**PROBLEM REQUIREMENTS:**
The answer must be one number: how many lines below contain the word "manifests".

++++ PROVIDED RECORDS ++++

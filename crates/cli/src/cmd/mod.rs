mod apply;
mod crds;
mod render;

use std::path::{Path, PathBuf};
use std::sync::Arc;

use anyhow::{Context, Result, bail};
use clap::Args;
use kapply_lib::config::ReconcileConfig;
use kapply_lib::manifest::{DirSource, ManifestRef};
use kapply_lib::render::RenderParams;
use kapply_lib::Reconciler;
use serde_json::{Map, Value};
use tokio_util::sync::CancellationToken;

use crate::output::print_warning;

pub use apply::cmd_apply;
pub use crds::cmd_crds;
pub use render::cmd_render;

/// Where manifests come from and how they are rendered.
#[derive(Debug, Args)]
pub struct ManifestArgs {
  /// Directory manifests are read from
  #[arg(short = 'C', long = "dir", default_value = ".")]
  pub dir: PathBuf,

  /// Template parameter; dotted keys nest (e.g. `Images.Router=quay.io/router`)
  #[arg(long = "set", value_name = "KEY=VALUE")]
  pub set: Vec<String>,

  /// YAML or JSON file with template parameters
  #[arg(long)]
  pub params: Option<PathBuf>,
}

impl ManifestArgs {
  pub fn source(&self) -> DirSource {
    DirSource::new(&self.dir)
  }

  /// Parameters from `--params`, then each `--set` on top.
  pub fn render_params(&self) -> Result<RenderParams> {
    let mut root = match &self.params {
      Some(path) => read_params_file(path)?,
      None => Map::new(),
    };
    for assignment in &self.set {
      let (key, value) = assignment
        .split_once('=')
        .with_context(|| format!("invalid --set {assignment:?}: expected KEY=VALUE"))?;
      set_path(&mut root, key, Value::String(value.to_string()))?;
    }
    serde_json::from_value(Value::Object(root)).context("invalid template parameters")
  }
}

/// Which cluster to talk to.
#[derive(Debug, Args)]
pub struct ClusterArgs {
  /// Kubeconfig to use. Falls back to $KUBECONFIG, then ~/.kube/config
  #[arg(long, env = "KAPPLY_KUBECONFIG")]
  pub kubeconfig: Option<PathBuf>,
}

impl ClusterArgs {
  pub fn credential(&self) -> Result<String> {
    let path = match &self.kubeconfig {
      Some(path) => path.clone(),
      None => default_kubeconfig()?,
    };
    path
      .to_str()
      .map(str::to_string)
      .with_context(|| format!("kubeconfig path is not UTF-8: {}", path.display()))
  }
}

fn default_kubeconfig() -> Result<PathBuf> {
  if let Some(first) = std::env::var_os("KUBECONFIG")
    .as_deref()
    .and_then(|v| std::env::split_paths(v).find(|p| !p.as_os_str().is_empty()))
  {
    return Ok(first);
  }
  match std::env::var_os("HOME") {
    Some(home) => Ok(Path::new(&home).join(".kube").join("config")),
    None => bail!("no kubeconfig: pass --kubeconfig or set KUBECONFIG"),
  }
}

fn read_params_file(path: &Path) -> Result<Map<String, Value>> {
  let text = std::fs::read_to_string(path).with_context(|| format!("failed to read {}", path.display()))?;
  match serde_yaml::from_str::<Value>(&text).with_context(|| format!("failed to parse {}", path.display()))? {
    Value::Object(map) => Ok(map),
    Value::Null => Ok(Map::new()),
    _ => bail!("{} must contain a mapping", path.display()),
  }
}

fn set_path(root: &mut Map<String, Value>, key: &str, value: Value) -> Result<()> {
  let mut parts = key.split('.').peekable();
  let mut current = root;
  while let Some(part) = parts.next() {
    if part.is_empty() {
      bail!("invalid parameter key {key:?}");
    }
    if parts.peek().is_none() {
      current.insert(part.to_string(), value);
      return Ok(());
    }
    let next = current
      .entry(part.to_string())
      .or_insert_with(|| Value::Object(Map::new()));
    if !next.is_object() {
      *next = Value::Object(Map::new());
    }
    current = next
      .as_object_mut()
      .with_context(|| format!("invalid parameter key {key:?}"))?;
  }
  Ok(())
}

pub(crate) fn load_config(path: Option<&Path>) -> Result<ReconcileConfig> {
  match path {
    Some(path) => ReconcileConfig::load(path).with_context(|| format!("failed to load {}", path.display())),
    None => Ok(ReconcileConfig::default()),
  }
}

pub(crate) fn reconciler(source: &ManifestArgs, config: ReconcileConfig) -> Reconciler<kapply_lib::client::KubeconfigFactory> {
  Reconciler::with_kubeconfig(Arc::new(source.source()), config)
}

pub(crate) fn manifest_refs(manifests: &[String]) -> Vec<ManifestRef> {
  manifests.iter().map(|m| ManifestRef::from(m.as_str())).collect()
}

/// Token cancelled on the first Ctrl-C.
pub(crate) fn cancel_on_interrupt() -> CancellationToken {
  let cancel = CancellationToken::new();
  let token = cancel.clone();
  tokio::spawn(async move {
    if tokio::signal::ctrl_c().await.is_ok() {
      print_warning("interrupted, stopping after the current request");
      token.cancel();
    }
  });
  cancel
}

++++

**ANSWER SPACE:**
4